## Your assignment
Some of the lines below need repeating. Reproduce exactly those between the lines holding "self.carousel.prev();" and "let block = Block::default()", inclusive.
[[ Excerpted records open ]]
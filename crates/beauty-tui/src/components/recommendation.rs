//! The recommended product, its match score, and the alternatives carousel.

use ratatui::layout::{Constraint, Layout, Rect};
use ratatui::style::Style;
use ratatui::text::{Line, Span};
use ratatui::widgets::{Block, Borders, Gauge, Paragraph};
use ratatui::Frame;

use beauty_core::product::{dedup_by_sku, format_price, format_score, match_fraction};
use beauty_core::{Msg, Session};

use crate::action::Action;
use crate::components::carousel::Carousel;
use crate::components::Component;
use crate::theme::Theme;

pub struct RecommendationComponent {
    carousel: Carousel,
}

impl RecommendationComponent {
    pub fn new() -> Self {
        Self {
            carousel: Carousel::new(),
        }
    }

    pub fn reset(&mut self) {
        self.carousel.reset();
    }
}

impl Default for RecommendationComponent {
    fn default() -> Self {
        Self::new()
    }
}

impl Component for RecommendationComponent {
    fn handle_action(&mut self, action: &Action, session: &Session) -> Option<Msg> {
        match action {
            Action::SelectPrev | Action::PagePrev => {
                self.carousel.prev();
                None
            }
            Action::SelectNext | Action::PageNext => {
                let unique = dedup_by_sku(&session.further_recommendations).len();
                self.carousel.next(unique);
                None
            }
            Action::Confirm => Some(Msg::StartOver),
            _ => None,
        }
    }

    fn render(&self, frame: &mut Frame, area: Rect, session: &Session) {
        let block = Block::default()
            .title(" Perfect Match Found! ")
            .title_style(Theme::title())
            .borders(Borders::ALL)
            .border_style(Theme::dim());
        let inner = block.inner(area);
        frame.render_widget(block, area);

        let Some(product) = &session.recommendation else {
            frame.render_widget(
                Paragraph::new(Span::styled("No recommendation yet.", Theme::dim())),
                inner,
            );
            return;
        };

        let has_more = !session.further_recommendations.is_empty();
        let chunks = Layout::vertical([
            Constraint::Length(5), // Product
            Constraint::Length(1), // Score bar
            Constraint::Length(2), // Caption
            Constraint::Min(if has_more { 9 } else { 0 }),
            Constraint::Length(1), // Footer
        ])
        .split(inner);

        let mut details = vec![
            Line::from(Span::styled(product.name.clone(), Theme::header())),
            Line::from(Span::styled(product.brand.clone(), Theme::muted())),
        ];
        if let Some(price) = format_price(product.price) {
            details.push(Line::from(Span::styled(price, Theme::price())));
        }
        if !product.sku_id.is_empty() {
            details.push(Line::from(Span::styled(
                format!("SKU: {}", product.sku_id),
                Theme::dim(),
            )));
        }
        frame.render_widget(Paragraph::new(details), chunks[0]);

        let asked = session.questions.len();
        let fraction = match_fraction(product.score, asked);
        let gauge = Gauge::default()
            .gauge_style(
                Style::default()
                    .fg(Theme::score_color(fraction))
                    .bg(Theme::border_color()),
            )
            .ratio(fraction)
            .label(Span::styled(
                format!("{:.0}% match", fraction * 100.0),
                Theme::header(),
            ));
        frame.render_widget(gauge, chunks[1]);

        frame.render_widget(
            Paragraph::new(Span::styled(
                format!(
                    "{} out of {} features matched",
                    format_score(product.score),
                    asked
                ),
                Theme::muted(),
            )),
            chunks[2],
        );

        if has_more {
            let more = Layout::vertical([Constraint::Length(1), Constraint::Min(3)]).split(chunks[3]);
            frame.render_widget(
                Paragraph::new(Span::styled("More Options for You", Theme::title())),
                more[0],
            );
            self.carousel
                .render(frame, more[1], &session.further_recommendations);
        }

        let footer = Line::from(vec![
            Span::styled("[Enter]", Theme::key_hint()),
            Span::styled(" Find Another Product  ", Theme::normal()),
            Span::styled("[←/→]", Theme::key_hint()),
            Span::styled(" Browse", Theme::normal()),
        ]);
        frame.render_widget(Paragraph::new(footer), chunks[4]);
    }
}

#[cfg(test)]
mod tests {
    use super::*;
    use crate::components::testing::render_to_string;
    use beauty_core::catalog::Question;
    use beauty_core::product::{FurtherRecommendation, Recommendation};
    use beauty_core::Stage;

    fn session(questions: usize) -> Session {
        let mut session = Session::new("WH001");
        session.stage = Stage::Recommendation;
        session.questions = (0..questions)
            .map(|i| Question {
                attribute: format!("attr{i}"),
                question: format!("Question {i}?"),
                options: vec!["Yes".into()],
            })
            .collect();
        session.recommendation = Some(Recommendation {
            name: "Silk Glow Foundation".into(),
            price: Some(1299.0),
            score: 3.0,
            sku_id: "FD-7".into(),
            main_image: String::new(),
            brand: "Aura".into(),
        });
        session
    }

    #[test]
    fn shows_score_against_question_count() {
        let text = render_to_string(&RecommendationComponent::new(), &session(5), 80, 24);
        assert!(text.contains("Silk Glow Foundation"));
        assert!(text.contains("₹1299"));
        assert!(text.contains("3 out of 5 features matched"));
        assert!(text.contains("60% match"));
        assert!(!text.contains("More Options for You"));
    }

    #[test]
    fn zero_questions_shows_empty_bar() {
        let text = render_to_string(&RecommendationComponent::new(), &session(0), 80, 24);
        assert!(text.contains("3 out of 0 features matched"));
        assert!(text.contains("0% match"));
    }

    #[test]
    fn alternatives_render_below_match() {
        let mut session = session(4);
        session.further_recommendations = vec![FurtherRecommendation {
            name: "Dew Tint".into(),
            sku_id: "FD-9".into(),
            main_image: String::new(),
            brand: "Aura".into(),
            price: None,
            reason: "Lighter coverage".into(),
        }];
        let text = render_to_string(&RecommendationComponent::new(), &session, 80, 24);
        assert!(text.contains("More Options for You"));
        assert!(text.contains("Dew Tint"));
    }

    #[test]
    fn confirm_starts_over() {
        let mut component = RecommendationComponent::new();
        assert!(matches!(
            component.handle_action(&Action::Confirm, &session(2)),
            Some(Msg::StartOver)
        ));
    }
}
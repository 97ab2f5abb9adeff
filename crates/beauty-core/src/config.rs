use serde::{Deserialize, Serialize};
use std::path::PathBuf;

use crate::error::{AssistantError, Result};

/// Store used for chat, inventory and compare requests when nothing else is configured.
pub const DEFAULT_STORE_ID: &str = "WH001";

#[derive(Debug, Clone, Default, Serialize, Deserialize)]
pub struct AssistantConfig {
    #[serde(default)]
    pub api: ApiConfig,

    #[serde(default)]
    pub store: StoreConfig,

    #[serde(default)]
    pub ui: UiConfig,
}

#[derive(Debug, Clone, Serialize, Deserialize)]
pub struct ApiConfig {
    #[serde(default = "default_base_url")]
    pub base_url: String,

    /// Per-request timeout. Requests wait indefinitely when unset.
    #[serde(default, skip_serializing_if = "Option::is_none")]
    pub timeout_seconds: Option<u64>,
}

#[derive(Debug, Clone, Serialize, Deserialize)]
pub struct StoreConfig {
    #[serde(default = "default_store_id")]
    pub store_id: String,
}

#[derive(Debug, Clone, Serialize, Deserialize)]
pub struct UiConfig {
    #[serde(default = "default_tick_rate_ms")]
    pub tick_rate_ms: u64,

    /// How many ticks a notification stays in the status bar.
    #[serde(default = "default_notice_ticks")]
    pub notice_ticks: u32,
}

fn default_base_url() -> String {
    "http://127.0.0.1:8000".to_string()
}
fn default_store_id() -> String {
    DEFAULT_STORE_ID.to_string()
}
fn default_tick_rate_ms() -> u64 {
    100
}
fn default_notice_ticks() -> u32 {
    40
}

impl Default for ApiConfig {
    fn default() -> Self {
        Self {
            base_url: default_base_url(),
            timeout_seconds: None,
        }
    }
}

impl Default for StoreConfig {
    fn default() -> Self {
        Self {
            store_id: default_store_id(),
        }
    }
}

impl Default for UiConfig {
    fn default() -> Self {
        Self {
            tick_rate_ms: default_tick_rate_ms(),
            notice_ticks: default_notice_ticks(),
        }
    }
}

impl AssistantConfig {
    /// Load config from ~/.config/beauty-assistant/config.toml, creating defaults if missing.
    pub fn load() -> Result<Self> {
        let config_path = Self::config_path()?;

        if config_path.exists() {
            let contents = std::fs::read_to_string(&config_path)
                .map_err(|e| AssistantError::Config(format!("Failed to read config: {e}")))?;
            Self::from_toml(&contents)
        } else {
            let config = AssistantConfig::default();
            config.save()?;
            Ok(config)
        }
    }

    /// Parse a config document. Missing sections and keys fall back to defaults.
    pub fn from_toml(contents: &str) -> Result<Self> {
        toml::from_str(contents)
            .map_err(|e| AssistantError::Config(format!("Failed to parse config: {e}")))
    }

    /// Save config to disk.
    pub fn save(&self) -> Result<()> {
        let config_path = Self::config_path()?;

        if let Some(parent) = config_path.parent() {
            std::fs::create_dir_all(parent)?;
        }

        let contents = toml::to_string_pretty(self)
            .map_err(|e| AssistantError::Config(format!("Failed to serialize config: {e}")))?;
        std::fs::write(&config_path, contents)?;
        Ok(())
    }

    /// Get the config file path.
    pub fn config_path() -> Result<PathBuf> {
        let config_dir = dirs::config_dir().ok_or_else(|| {
            AssistantError::Config("Could not determine config directory".into())
        })?;
        Ok(config_dir.join("beauty-assistant").join("config.toml"))
    }

    /// Base URL with any trailing slash removed, ready for `format!("{}/path")`.
    pub fn api_base_url(&self) -> &str {
        self.api.base_url.trim_end_matches('/')
    }
}
use thiserror::Error;

#[derive(Error, Debug)]
pub enum AssistantError {
    #[error("Configuration error: {0}")]
    Config(String),

    #[error("IO error: {0}")]
    Io(#[from] std::io::Error),

    #[error("Serialization error: {0}")]
    Serialization(#[from] serde_json::Error),
}

pub type Result<T> = std::result::Result<T, AssistantError>;
impl Session {
    pub fn new(store_id: impl Into<String>) -> Self {
        Self {
            stage: Stage::Categories,
            store_id: store_id.into(),
            categories: Vec::new(),
            selected_category: None,
            questions: Vec::new(),
            answers: AnswerSet::new(),
            recommendation: None,
            further_recommendations: Vec::new(),
            wizard_loading: false,
            chat: Vec::new(),
            chat_input: String::new(),
            chat_recommendations: Vec::new(),
            chat_loading: false,
            inventory_input: String::new(),
            inventory_results: Vec::new(),
            inventory_loading: false,
            compare_first: String::new(),
            compare_second: String::new(),
            comparison: None,
            compare_loading: false,
            notice: None,
            next_notice_id: 0,
            generations: Generations::default(),
        }
    }

    /// The request to issue when the session first comes up.
    pub fn start(&mut self) -> Effect {
        Effect::LoadCategories {
            ticket: self.generations.issue(RequestKind::Categories),
        }
    }

    /// Whether the "get recommendation" trigger should be offered.
    pub fn can_request_recommendation(&self) -> bool {
        self.stage == Stage::Questions
            && !self.wizard_loading
            && self.answers.is_enough_for_recommendation()
    }

    pub fn can_send_chat(&self) -> bool {
        !self.chat_loading && !self.chat_input.trim().is_empty()
    }

    pub fn can_check_inventory(&self) -> bool {
        !self.inventory_loading && !self.inventory_input.trim().is_empty()
    }

    pub fn can_compare(&self) -> bool {
        !self.compare_loading
            && !self.compare_first.trim().is_empty()
            && !self.compare_second.trim().is_empty()
    }

    pub fn field(&self, field: Field) -> &str {
        match field {
            Field::ChatMessage => &self.chat_input,
            Field::InventoryQuery => &self.inventory_input,
            Field::CompareFirst => &self.compare_first,
            Field::CompareSecond => &self.compare_second,
            Field::StoreId => &self.store_id,
        }
    }

    fn field_mut(&mut self, field: Field) -> &mut String {
        match field {
            Field::ChatMessage => &mut self.chat_input,
            Field::InventoryQuery => &mut self.inventory_input,
            Field::CompareFirst => &mut self.compare_first,
            Field::CompareSecond => &mut self.compare_second,
            Field::StoreId => &mut self.store_id,
        }
    }

    /// Serialized view of the whole session, for diagnostics.
    pub fn snapshot_json(&self) -> Result<String> {
        Ok(serde_json::to_string(self)?)
    }

    /// Apply one message. Returns the request to run, if any.
    pub fn update(&mut self, msg: Msg) -> Option<Effect> {
        match msg {
            Msg::SelectCategory(name) => self.select_category(name),
            Msg::Answer { attribute, option } => {
                if self.stage == Stage::Questions {
                    self.answers.answer(attribute, option);
                }
                None
            }
            Msg::RequestRecommendation => self.request_recommendation(),
            Msg::Navigate(stage) => {
                if self.stage == Stage::Categories && !self.wizard_loading && stage.is_side_branch()
                {
                    self.stage = stage;
                }
                None
            }
            Msg::StartOver => {
                self.start_over();
                None
            }
            Msg::Edit { field, edit } => {
                edit.apply(self.field_mut(field));
                None
            }
            Msg::SendChat => self.send_chat(),
            Msg::CheckInventory => self.check_inventory(),
            Msg::Compare => self.compare(),
            Msg::ClearComparison => {
                if self.stage == Stage::Comparer {
                    self.compare_first.clear();
                    self.compare_second.clear();
                    self.comparison = None;
                }
                None
            }
            Msg::DismissNotice(id) => {
                if self.notice.as_ref().is_some_and(|n| n.id == id) {
                    self.notice = None;
                }
                None
            }

            Msg::CategoriesLoaded { ticket, result } => {
                if self.accept(&ticket) {
                    self.categories = match result {
                        Ok(categories) if !categories.is_empty() => categories,
                        Ok(_) => {
                            debug!("Service returned no categories, using built-in list");
                            default_categories()
                        }
                        Err(e) => {
                            debug!(error = %e, "Using built-in categories");
                            default_categories()
                        }
                    };
                }
                None
            }
            Msg::QuestionsLoaded { ticket, result } => {
                if self.accept(&ticket) {
                    self.wizard_loading = false;
                    match result {
                        Ok(questions) => {
                            self.questions = questions;
                            self.stage = Stage::Questions;
                        }
                        Err(_) => self.notify("Failed to load questions. Please try again."),
                    }
                }
                None
            }
            Msg::RecommendationLoaded { ticket, result } => {
                if self.accept(&ticket) {
                    self.wizard_loading = false;
                    match result {
                        Ok(set) => {
                            let RecommendationSet {
                                recommendation,
                                further,
                            } = *set;
                            self.recommendation = Some(recommendation);
                            self.further_recommendations = further;
                            self.stage = Stage::Recommendation;
                        }
                        Err(_) => self.notify("Failed to get recommendation. Please try again."),
                    }
                }
                None
            }
            Msg::ChatReplied { ticket, result } => {
                if self.accept(&ticket) {
                    self.chat_loading = false;
                    match result {
                        Ok(reply) => {
                            self.chat.push(ChatMessage::assistant(reply.response));
                            if !reply.recommendations.is_empty() {
                                self.chat_recommendations = reply.recommendations;
                            }
                        }
                        Err(_) => {
                            self.chat.push(ChatMessage::assistant(CHAT_FAILURE_REPLY));
                            self.notify("Failed to get chat response. Please try again.");
                        }
                    }
                }
                None
            }
            Msg::InventoryLoaded { ticket, result } => {
                if self.accept(&ticket) {
                    self.inventory_loading = false;
                    match result {
                        Ok(results) => self.inventory_results = results,
                        Err(_) => self.notify("Failed to check inventory. Please try again."),
                    }
                }
                None
            }
            Msg::ComparisonLoaded { ticket, result } => {
                if self.accept(&ticket) {
                    self.compare_loading = false;
                    match result {
                        Ok(comparison) => self.comparison = Some(*comparison),
                        Err(_) => self.notify("Failed to compare products. Please try again."),
                    }
                }
                None
            }
        }
    }

    fn select_category(&mut self, name: String) -> Option<Effect> {
        if self.wizard_loading || self.stage != Stage::Categories {
            return None;
        }
        self.answers.clear();
        self.selected_category = Some(name.clone());
        self.wizard_loading = true;
        Some(Effect::FetchQuestions {
            ticket: self.generations.issue(RequestKind::Questions),
            category: name,
        })
    }

    fn request_recommendation(&mut self) -> Option<Effect> {
        if !self.can_request_recommendation() {
            return None;
        }
        let category = self.selected_category.clone()?;
        self.wizard_loading = true;
        Some(Effect::FetchRecommendation {
            ticket: self.generations.issue(RequestKind::Recommendation),
            category,
            answers: self.answers.clone(),
        })
    }

    fn send_chat(&mut self) -> Option<Effect> {
        if self.stage != Stage::Chat || !self.can_send_chat() {
            return None;
        }
        let message = std::mem::take(&mut self.chat_input);
        self.chat.push(ChatMessage::user(message.clone()));
        self.chat_loading = true;
        Some(Effect::SendChat {
            ticket: self.generations.issue(RequestKind::Chat),
            message,
            store_id: self.store_id.clone(),
        })
    }

    fn check_inventory(&mut self) -> Option<Effect> {
        if self.stage != Stage::Inventory || !self.can_check_inventory() {
            return None;
        }
        self.inventory_loading = true;
        Some(Effect::CheckInventory {
            ticket: self.generations.issue(RequestKind::Inventory),
            query: self.inventory_input.clone(),
            store_id: self.store_id.clone(),
        })
    }

    fn compare(&mut self) -> Option<Effect> {
        if self.stage != Stage::Comparer || !self.can_compare() {
            return None;
        }
        self.compare_loading = true;
        Some(Effect::Compare {
            ticket: self.generations.issue(RequestKind::Compare),
            first: self.compare_first.clone(),
            second: self.compare_second.clone(),
            store_id: self.store_id.clone(),
        })
    }

    fn start_over(&mut self) {
        self.generations.invalidate_restartable();
        self.stage = Stage::Categories;
        self.selected_category = None;
        self.questions.clear();
        self.answers.clear();
        self.recommendation = None;
        self.further_recommendations.clear();
        self.wizard_loading = false;
        self.chat.clear();
        self.chat_input.clear();
        self.chat_recommendations.clear();
        self.chat_loading = false;
        self.inventory_input.clear();
        self.inventory_results.clear();
        self.inventory_loading = false;
        self.compare_first.clear();
        self.compare_second.clear();
        self.comparison = None;
        self.compare_loading = false;
    }

    fn accept(&self, ticket: &Ticket) -> bool {
        let current = self.generations.is_current(ticket);
        if !current {
            debug!(kind = ?ticket.kind, generation = ticket.generation, "Discarding stale response");
        }
        current
    }

    fn notify(&mut self, message: &str) {
        self.next_notice_id += 1;
        self.notice = Some(Notice {
            id: self.next_notice_id,
            title: "Error".to_string(),
            message: message.to_string(),
        });
    }
}
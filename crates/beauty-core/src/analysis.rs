//! Turns the free-text analysis returned by the compare endpoint into
//! display blocks: `**Heading**` markers become headings, lines starting
//! with `*` or `•` become bullets, everything else is a paragraph.

use regex::Regex;
use std::sync::OnceLock;

#[derive(Debug, Clone, PartialEq, Eq)]
pub enum Block {
    Heading(String),
    Bullet(String),
    Paragraph(String),
}

fn heading_marker() -> &'static Regex {
    static MARKER: OnceLock<Regex> = OnceLock::new();
    MARKER.get_or_init(|| Regex::new(r"\*\*([^*]+)\*\*").expect("heading pattern is valid"))
}

/// Split `text` into alternating plain/heading segments and expand the
/// plain ones into bullets and paragraphs.
pub fn format_analysis(text: &str) -> Vec<Block> {
    let mut blocks = Vec::new();
    let mut last = 0;

    for caps in heading_marker().captures_iter(text) {
        let (Some(whole), Some(title)) = (caps.get(0), caps.get(1)) else {
            continue;
        };
        push_plain(&text[last..whole.start()], &mut blocks);
        blocks.push(Block::Heading(title.as_str().to_string()));
        last = whole.end();
    }
    push_plain(&text[last..], &mut blocks);

    blocks
}

fn push_plain(segment: &str, blocks: &mut Vec<Block>) {
    for line in segment.lines().map(str::trim).filter(|l| !l.is_empty()) {
        match line.strip_prefix('*').or_else(|| line.strip_prefix('•')) {
            Some(rest) => blocks.push(Block::Bullet(rest.trim_start().to_string())),
            None => blocks.push(Block::Paragraph(line.to_string())),
        }
    }
}
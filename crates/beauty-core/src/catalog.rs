//! Product categories, preference questions and the answers collected for them.

use serde::{Deserialize, Serialize};
use std::collections::BTreeMap;

/// A product category the user can start the questionnaire from.
#[derive(Debug, Clone, PartialEq, Eq, Serialize, Deserialize)]
pub struct Category {
    pub name: String,

    /// Image reference: a URL from the service or a bundled asset name.
    #[serde(default)]
    pub image: String,
}

impl Category {
    pub fn new(name: impl Into<String>, image: impl Into<String>) -> Self {
        Self {
            name: name.into(),
            image: image.into(),
        }
    }

    /// Subtitle shown under the category name.
    pub fn tagline(&self) -> String {
        format!("Find your perfect {}", self.name.to_lowercase())
    }
}

/// Categories shown when the service cannot provide its own list.
pub fn default_categories() -> Vec<Category> {
    [
        ("Eyeliner", "eyeliner.jpg"),
        ("Lipgloss", "lipgloss.jpg"),
        ("Foundation", "foundation.jpg"),
        ("Blush", "blush.jpg"),
        ("Mascara", "Mascara.jpeg"),
        ("Lip Color", "Lip color.jpeg"),
        ("Eye Shadow", "Eye shadow.jpeg"),
        ("Highlighter", "Highligher.jpeg"),
        ("Toner", "Toner.jpeg"),
        ("Perfume", "Perfume.jpeg"),
        ("Serum", "Serum.jpeg"),
    ]
    .into_iter()
    .map(|(name, image)| Category::new(name, image))
    .collect()
}

/// One preference question for a category.
#[derive(Debug, Clone, PartialEq, Eq, Serialize, Deserialize)]
pub struct Question {
    /// Key the chosen option is stored under when requesting a recommendation.
    pub attribute: String,
    pub question: String,
    #[serde(default)]
    pub options: Vec<String>,
}

/// Answers keyed by question attribute. At most one option per attribute.
#[derive(Debug, Clone, Default, PartialEq, Eq, Serialize, Deserialize)]
#[serde(transparent)]
pub struct AnswerSet(BTreeMap<String, String>);

impl AnswerSet {
    /// Minimum number of answers before a recommendation can be requested.
    pub const MIN_FOR_RECOMMENDATION: usize = 2;

    pub fn new() -> Self {
        Self::default()
    }

    /// Record `option` for `attribute`, replacing any earlier choice.
    pub fn answer(&mut self, attribute: impl Into<String>, option: impl Into<String>) {
        self.0.insert(attribute.into(), option.into());
    }

    pub fn get(&self, attribute: &str) -> Option<&str> {
        self.0.get(attribute).map(String::as_str)
    }

    pub fn len(&self) -> usize {
        self.0.len()
    }

    pub fn is_empty(&self) -> bool {
        self.0.is_empty()
    }

    pub fn clear(&mut self) {
        self.0.clear();
    }

    pub fn is_enough_for_recommendation(&self) -> bool {
        self.len() >= Self::MIN_FOR_RECOMMENDATION
    }

    pub fn iter(&self) -> impl Iterator<Item = (&str, &str)> {
        self.0.iter().map(|(k, v)| (k.as_str(), v.as_str()))
    }
}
[[ Excerpted records closed ]]
## Solution to this exercise
                self.carousel.prev();
                None
            }
            Action::SelectNext | Action::PageNext => {
                let unique = dedup_by_sku(&session.further_recommendations).len();
                self.carousel.next(unique);
                None
            }
            Action::Confirm => Some(Msg::StartOver),
            _ => None,
        }
    }

    fn render(&self, frame: &mut Frame, area: Rect, session: &Session) {
        let block = Block::default()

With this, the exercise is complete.